# Task to complete:
Which lines of the records below contain the word "CheckTrigger"? Copy each of them out.

# Dataset entries:

==========

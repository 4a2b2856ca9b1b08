use regex::Regex;
use std::sync::LazyLock;

static MARKUP_TAG: LazyLock<Regex> =
    LazyLock::new(|| Regex::new(r"<[^>]+>").expect("markup tag pattern is valid"));

#[derive(Debug, Clone, Copy, PartialEq, Eq)]
pub(crate) enum InstallMode {
    Now,
    OnExit,
}

#[derive(Debug, Clone, PartialEq, Eq)]
pub(crate) enum UpdatePhase {
    Idle,
    Checking,
    NoUpdate,
    /// Found while the user had declined this session; no prompt shown.
    Available,
    Prompted,
    Declined,
    DownloadPending(InstallMode),
    Downloading { mode: InstallMode, percent: u8 },
    Downloaded(InstallMode),
    Installing,
    Failed,
}

#[derive(Debug, Clone, Copy, PartialEq, Eq)]
pub(crate) enum CheckTrigger {
    Startup,
    Background,
    Manual,
}

impl CheckTrigger {
    pub(crate) fn is_automatic(self) -> bool {
        !matches!(self, Self::Manual)
    }
}

#[derive(Debug, Clone, PartialEq, Eq)]
pub(crate) struct UpdateInfo {
    pub(crate) version: String,
    pub(crate) release_notes: Option<String>,
}

#[derive(Debug, Clone, PartialEq, Eq)]
pub(crate) struct UpdatePrompt {
    pub(crate) version: String,
    pub(crate) release_notes: String,
}

impl UpdatePrompt {
    pub(crate) fn message(&self) -> String {
        format!(
            "New update available\nUpdate now?\n\n\nNew version: v.{}\nRelease notes: {}",
            self.version, self.release_notes
        )
    }
}

#[derive(Debug, Clone, Copy, PartialEq, Eq)]
pub(crate) enum UpdateChoice {
    InstallNow,
    InstallOnExit,
    NotNow,
}

/// What the tray shows about the update session.
#[derive(Debug, Clone, PartialEq, Eq)]
pub(crate) enum UpdateIndicator {
    Idle,
    Checking,
    Downloading(u8),
    ReadyOnExit(String),
    Installing,
}

#[derive(Debug, Clone, PartialEq, Eq)]
pub(crate) enum CheckRejected {
    SessionBusy,
    AwaitingInstall(String),
}

#[derive(Debug, Clone, PartialEq, Eq)]
pub(crate) enum CheckOutcome {
    NoUpdate,
    Suppressed,
    Prompt(UpdatePrompt),
}

#[derive(Debug, Clone, Copy, PartialEq, Eq)]
pub(crate) enum PromptResolution {
    Declined,
    Download(InstallMode),
}

#[derive(Debug, Clone, PartialEq, Eq)]
pub(crate) struct UpdateSession {
    phase: UpdatePhase,
    latest_version: Option<String>,
    release_notes: Option<String>,
    declined: bool,
}

impl Default for UpdateSession {
    fn default() -> Self {
        Self {
            phase: UpdatePhase::Idle,
            latest_version: None,
            release_notes: None,
            declined: false,
        }
    }
}

impl UpdateSession {
    pub(crate) fn phase(&self) -> &UpdatePhase {
        &self.phase
    }

    pub(crate) fn declined(&self) -> bool {
        self.declined
    }

    pub(crate) fn latest_version(&self) -> Option<&str> {
        self.latest_version.as_deref()
    }

    pub(crate) fn begin_check(&mut self, trigger: CheckTrigger) -> Result<(), CheckRejected> {
        match &self.phase {
            UpdatePhase::Checking
            | UpdatePhase::Prompted
            | UpdatePhase::DownloadPending(_)
            | UpdatePhase::Downloading { .. }
            | UpdatePhase::Downloaded(InstallMode::Now)
            | UpdatePhase::Installing => return Err(CheckRejected::SessionBusy),
            UpdatePhase::Downloaded(InstallMode::OnExit) => {
                return Err(CheckRejected::AwaitingInstall(
                    self.latest_version.clone().unwrap_or_default(),
                ));
            }
            UpdatePhase::Idle
            | UpdatePhase::NoUpdate
            | UpdatePhase::Available
            | UpdatePhase::Declined
            | UpdatePhase::Failed => {}
        }

        if trigger == CheckTrigger::Manual {
            self.declined = false;
        }
        self.latest_version = None;
        self.release_notes = None;
        self.phase = UpdatePhase::Checking;
        Ok(())
    }

    pub(crate) fn finish_check(
        &mut self,
        trigger: CheckTrigger,
        found: Option<UpdateInfo>,
        current_version: &str,
    ) -> CheckOutcome {
        let Some(info) = found.filter(|info| is_newer_version(&info.version, current_version))
        else {
            self.phase = UpdatePhase::NoUpdate;
            return CheckOutcome::NoUpdate;
        };

        let prompt = UpdatePrompt {
            version: info.version.clone(),
            release_notes: strip_markup(info.release_notes.as_deref().unwrap_or_default()),
        };
        self.latest_version = Some(info.version);
        self.release_notes = info.release_notes;

        if self.declined && trigger.is_automatic() {
            self.phase = UpdatePhase::Available;
            return CheckOutcome::Suppressed;
        }

        self.phase = UpdatePhase::Prompted;
        CheckOutcome::Prompt(prompt)
    }

    pub(crate) fn fail_check(&mut self) {
        self.phase = UpdatePhase::Failed;
    }

    pub(crate) fn resolve_prompt(&mut self, choice: UpdateChoice) -> PromptResolution {
        let resolution = match choice {
            UpdateChoice::NotNow => PromptResolution::Declined,
            UpdateChoice::InstallNow => PromptResolution::Download(InstallMode::Now),
            UpdateChoice::InstallOnExit => PromptResolution::Download(InstallMode::OnExit),
        };

        match resolution {
            PromptResolution::Declined => {
                self.declined = true;
                self.phase = UpdatePhase::Declined;
            }
            PromptResolution::Download(mode) => {
                self.phase = UpdatePhase::DownloadPending(mode);
            }
        }
        resolution
    }

    pub(crate) fn begin_download(&mut self) {
        if let UpdatePhase::DownloadPending(mode) = self.phase {
            self.phase = UpdatePhase::Downloading { mode, percent: 0 };
        }
    }

    /// Returns the new rounded percentage only when it changed.
    pub(crate) fn record_progress(&mut self, downloaded: u64, total: Option<u64>) -> Option<u8> {
        let UpdatePhase::Downloading { mode, percent } = self.phase else {
            return None;
        };
        let total = total.filter(|total| *total > 0)?;

        let ratio = (downloaded as f64 / total as f64).clamp(0.0, 1.0);
        let next = (ratio * 100.0).round() as u8;
        if next == percent {
            return None;
        }
        self.phase = UpdatePhase::Downloading {
            mode,
            percent: next,
        };
        Some(next)
    }

    pub(crate) fn finish_download(&mut self) -> Option<InstallMode> {
        let UpdatePhase::Downloading { mode, .. } = self.phase else {
            return None;
        };
        self.phase = UpdatePhase::Downloaded(mode);
        Some(mode)
    }

    pub(crate) fn fail_download(&mut self) {
        self.phase = UpdatePhase::Failed;
    }

    pub(crate) fn begin_install(&mut self) {
        self.phase = UpdatePhase::Installing;
    }

    pub(crate) fn pending_install_on_exit(&self) -> bool {
        self.phase == UpdatePhase::Downloaded(InstallMode::OnExit)
    }

    pub(crate) fn indicator(&self) -> UpdateIndicator {
        match &self.phase {
            UpdatePhase::Checking => UpdateIndicator::Checking,
            UpdatePhase::DownloadPending(_) => UpdateIndicator::Downloading(0),
            UpdatePhase::Downloading { percent, .. } => UpdateIndicator::Downloading(*percent),
            UpdatePhase::Downloaded(InstallMode::OnExit) => {
                UpdateIndicator::ReadyOnExit(self.latest_version.clone().unwrap_or_default())
            }
            UpdatePhase::Downloaded(InstallMode::Now) | UpdatePhase::Installing => {
                UpdateIndicator::Installing
            }
            UpdatePhase::Idle
            | UpdatePhase::NoUpdate
            | UpdatePhase::Available
            | UpdatePhase::Prompted
            | UpdatePhase::Declined
            | UpdatePhase::Failed => UpdateIndicator::Idle,
        }
    }
}

pub(crate) fn strip_markup(raw: &str) -> String {
    MARKUP_TAG.replace_all(raw, "").trim().to_string()
}

/// Unparseable versions are trusted: the feed already decided there is an update.
pub(crate) fn is_newer_version(candidate: &str, current: &str) -> bool {
    let parse = |raw: &str| semver::Version::parse(raw.trim().trim_start_matches('v'));
    match (parse(candidate), parse(current)) {
        (Ok(candidate), Ok(current)) => candidate > current,
        _ => true,
    }
}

==========

# Answer for the task:
pub(crate) enum CheckTrigger {
impl CheckTrigger {
    pub(crate) fn begin_check(&mut self, trigger: CheckTrigger) -> Result<(), CheckRejected> {
        if trigger == CheckTrigger::Manual {
        trigger: CheckTrigger,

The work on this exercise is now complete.